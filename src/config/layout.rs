//! Column position tables for the extract files
//!
//! Each extract is a headerless `$`-delimited table, so every field is
//! addressed by its zero-based position. The defaults describe the current
//! Canada Vigilance layout. A source-file revision that moves columns is
//! handled by overriding the affected positions under `[layout.*]` in the
//! configuration file.
//!
//! # Example
//!
//! ```toml
//! [layout.drug]
//! dose_unit = 10
//! ```

use serde::{Deserialize, Serialize};
use std::collections::HashMap;

/// Checks that no two logical fields share a position
fn validate_positions(table: &str, positions: &[(&'static str, usize)]) -> Result<(), String> {
    let mut seen: HashMap<usize, &'static str> = HashMap::new();
    for (name, position) in positions {
        if let Some(other) = seen.insert(*position, name) {
            return Err(format!(
                "layout.{table}: '{name}' and '{other}' both use position {position}"
            ));
        }
    }
    Ok(())
}

/// Minimum row length needed to read every position in the table
fn required_fields(positions: &[(&'static str, usize)]) -> usize {
    positions.iter().map(|(_, p)| p + 1).max().unwrap_or(0)
}

/// Report master extract (`reports.txt`)
#[derive(Debug, Clone, PartialEq, Eq, Serialize, Deserialize)]
#[serde(default)]
pub struct MasterLayout {
    pub report_id: usize,
    pub report_no: usize,
    pub version_no: usize,
    pub dat_received: usize,
    pub dat_int_received: usize,
    pub mah_no: usize,
    pub report_type: usize,
    pub gender: usize,
    pub age: usize,
    pub age_unit: usize,
    pub outcome: usize,
    pub weight: usize,
    pub weight_unit: usize,
    pub height: usize,
    pub height_unit: usize,
    pub seriousness: usize,
    pub death: usize,
    pub disability: usize,
    pub congenital_anomaly: usize,
    pub life_threatening: usize,
    pub hospitalization: usize,
    pub other_medically_important: usize,
    pub reporter_type: usize,
    pub source: usize,
}

impl Default for MasterLayout {
    fn default() -> Self {
        Self {
            report_id: 0,
            report_no: 1,
            version_no: 2,
            dat_received: 3,
            dat_int_received: 4,
            mah_no: 5,
            report_type: 7,
            gender: 10,
            age: 12,
            age_unit: 14,
            outcome: 17,
            weight: 19,
            weight_unit: 20,
            height: 22,
            height_unit: 23,
            seriousness: 26,
            death: 28,
            disability: 29,
            congenital_anomaly: 30,
            life_threatening: 31,
            hospitalization: 32,
            other_medically_important: 33,
            reporter_type: 34,
            source: 37,
        }
    }
}

impl MasterLayout {
    fn positions(&self) -> Vec<(&'static str, usize)> {
        vec![
            ("report_id", self.report_id),
            ("report_no", self.report_no),
            ("version_no", self.version_no),
            ("dat_received", self.dat_received),
            ("dat_int_received", self.dat_int_received),
            ("mah_no", self.mah_no),
            ("report_type", self.report_type),
            ("gender", self.gender),
            ("age", self.age),
            ("age_unit", self.age_unit),
            ("outcome", self.outcome),
            ("weight", self.weight),
            ("weight_unit", self.weight_unit),
            ("height", self.height),
            ("height_unit", self.height_unit),
            ("seriousness", self.seriousness),
            ("death", self.death),
            ("disability", self.disability),
            ("congenital_anomaly", self.congenital_anomaly),
            ("life_threatening", self.life_threatening),
            ("hospitalization", self.hospitalization),
            ("other_medically_important", self.other_medically_important),
            ("reporter_type", self.reporter_type),
            ("source", self.source),
        ]
    }

    /// Rows shorter than this carry no usable scalars
    pub fn required_fields(&self) -> usize {
        required_fields(&self.positions())
    }

    /// Row length needed by the source filter
    pub fn source_filter_fields(&self) -> usize {
        self.report_id.max(self.source) + 1
    }
}

/// Drug detail extract (`report_drug.txt`)
#[derive(Debug, Clone, PartialEq, Eq, Serialize, Deserialize)]
#[serde(default)]
pub struct DrugLayout {
    pub report_id: usize,
    pub drug_name: usize,
    pub involvement: usize,
    pub route: usize,
    pub dose_quantity: usize,
    pub dose_unit: usize,
    pub frequency_unit: usize,
    pub therapy_duration: usize,
    pub therapy_duration_unit: usize,
    pub dosage_form: usize,
}

impl Default for DrugLayout {
    fn default() -> Self {
        Self {
            report_id: 1,
            drug_name: 3,
            involvement: 4,
            route: 6,
            dose_quantity: 8,
            dose_unit: 9,
            frequency_unit: 15,
            therapy_duration: 17,
            therapy_duration_unit: 18,
            dosage_form: 20,
        }
    }
}

impl DrugLayout {
    fn positions(&self) -> Vec<(&'static str, usize)> {
        vec![
            ("report_id", self.report_id),
            ("drug_name", self.drug_name),
            ("involvement", self.involvement),
            ("route", self.route),
            ("dose_quantity", self.dose_quantity),
            ("dose_unit", self.dose_unit),
            ("frequency_unit", self.frequency_unit),
            ("therapy_duration", self.therapy_duration),
            ("therapy_duration_unit", self.therapy_duration_unit),
            ("dosage_form", self.dosage_form),
        ]
    }

    /// Rows shorter than this are skipped when building drug slots
    pub fn required_fields(&self) -> usize {
        required_fields(&self.positions())
    }

    /// Row length the drug matcher needs (report id and drug name only)
    pub fn match_fields(&self) -> usize {
        self.report_id.max(self.drug_name) + 1
    }
}

/// Reaction extract (`reactions.txt`)
#[derive(Debug, Clone, PartialEq, Eq, Serialize, Deserialize)]
#[serde(default)]
pub struct ReactionLayout {
    pub report_id: usize,
    pub duration: usize,
    pub duration_unit: usize,
    pub term: usize,
    pub coding_version: usize,
}

impl Default for ReactionLayout {
    fn default() -> Self {
        Self {
            report_id: 1,
            duration: 2,
            duration_unit: 3,
            term: 5,
            coding_version: 9,
        }
    }
}

impl ReactionLayout {
    fn positions(&self) -> Vec<(&'static str, usize)> {
        vec![
            ("report_id", self.report_id),
            ("duration", self.duration),
            ("duration_unit", self.duration_unit),
            ("term", self.term),
            ("coding_version", self.coding_version),
        ]
    }

    pub fn required_fields(&self) -> usize {
        required_fields(&self.positions())
    }
}

/// Report link extract (`report_links.txt`)
#[derive(Debug, Clone, PartialEq, Eq, Serialize, Deserialize)]
#[serde(default)]
pub struct LinkLayout {
    pub report_id: usize,
    pub record_type: usize,
    pub linked_report_no: usize,
}

impl Default for LinkLayout {
    fn default() -> Self {
        Self {
            report_id: 1,
            record_type: 2,
            linked_report_no: 4,
        }
    }
}

impl LinkLayout {
    fn positions(&self) -> Vec<(&'static str, usize)> {
        vec![
            ("report_id", self.report_id),
            ("record_type", self.record_type),
            ("linked_report_no", self.linked_report_no),
        ]
    }

    pub fn required_fields(&self) -> usize {
        required_fields(&self.positions())
    }
}

/// Drug indication extract (`report_drug_indication.txt`)
#[derive(Debug, Clone, PartialEq, Eq, Serialize, Deserialize)]
#[serde(default)]
pub struct IndicationLayout {
    pub report_id: usize,
    pub drug_name: usize,
    pub indication: usize,
}

impl Default for IndicationLayout {
    fn default() -> Self {
        Self {
            report_id: 1,
            drug_name: 3,
            indication: 4,
        }
    }
}

impl IndicationLayout {
    fn positions(&self) -> Vec<(&'static str, usize)> {
        vec![
            ("report_id", self.report_id),
            ("drug_name", self.drug_name),
            ("indication", self.indication),
        ]
    }

    pub fn required_fields(&self) -> usize {
        required_fields(&self.positions())
    }
}

/// The full column position table, one entry per extract
#[derive(Debug, Clone, Default, PartialEq, Eq, Serialize, Deserialize)]
#[serde(default)]
pub struct LayoutConfig {
    pub master: MasterLayout,
    pub drug: DrugLayout,
    pub reaction: ReactionLayout,
    pub link: LinkLayout,
    pub indication: IndicationLayout,
}

impl LayoutConfig {
    /// Validates every table
    ///
    /// # Errors
    ///
    /// Returns an error naming the table and fields when two logical fields
    /// of one table are mapped to the same position
    pub fn validate(&self) -> Result<(), String> {
        validate_positions("master", &self.master.positions())?;
        validate_positions("drug", &self.drug.positions())?;
        validate_positions("reaction", &self.reaction.positions())?;
        validate_positions("link", &self.link.positions())?;
        validate_positions("indication", &self.indication.positions())?;
        Ok(())
    }
}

◆ **Your instructions**: Which lines above hold the string "hospitalization"? Show each of them.

◆ **Reply**:
    pub hospitalization: usize,
            hospitalization: 32,
            ("hospitalization", self.hospitalization),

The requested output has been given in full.